[DATASET RECORDS — start]

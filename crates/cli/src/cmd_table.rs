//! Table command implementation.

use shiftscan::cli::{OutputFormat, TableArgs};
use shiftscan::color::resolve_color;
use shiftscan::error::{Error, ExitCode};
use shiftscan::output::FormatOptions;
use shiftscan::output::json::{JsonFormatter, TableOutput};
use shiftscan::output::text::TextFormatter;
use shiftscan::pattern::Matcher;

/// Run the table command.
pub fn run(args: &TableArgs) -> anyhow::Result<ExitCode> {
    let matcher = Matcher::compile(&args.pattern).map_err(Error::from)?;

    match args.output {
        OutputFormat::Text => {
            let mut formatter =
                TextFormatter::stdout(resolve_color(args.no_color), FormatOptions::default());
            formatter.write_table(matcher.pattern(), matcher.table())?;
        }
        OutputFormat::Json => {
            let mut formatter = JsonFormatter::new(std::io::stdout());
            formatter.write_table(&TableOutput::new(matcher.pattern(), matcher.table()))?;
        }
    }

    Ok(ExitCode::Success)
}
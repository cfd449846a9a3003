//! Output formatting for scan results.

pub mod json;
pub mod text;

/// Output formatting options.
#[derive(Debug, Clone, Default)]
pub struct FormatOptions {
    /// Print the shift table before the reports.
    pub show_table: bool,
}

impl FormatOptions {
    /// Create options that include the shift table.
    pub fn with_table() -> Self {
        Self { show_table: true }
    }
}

[DATASET RECORDS — finish]

Nothing but the lines from the start of the data through the line holding "use shiftscan::output::FormatOptions;" should be restated, and each one exactly.

* **SOLUTION**:
filename crates/cli/src/cmd_table.rs
//! Table command implementation.

use shiftscan::cli::{OutputFormat, TableArgs};
use shiftscan::color::resolve_color;
use shiftscan::error::{Error, ExitCode};
use shiftscan::output::FormatOptions;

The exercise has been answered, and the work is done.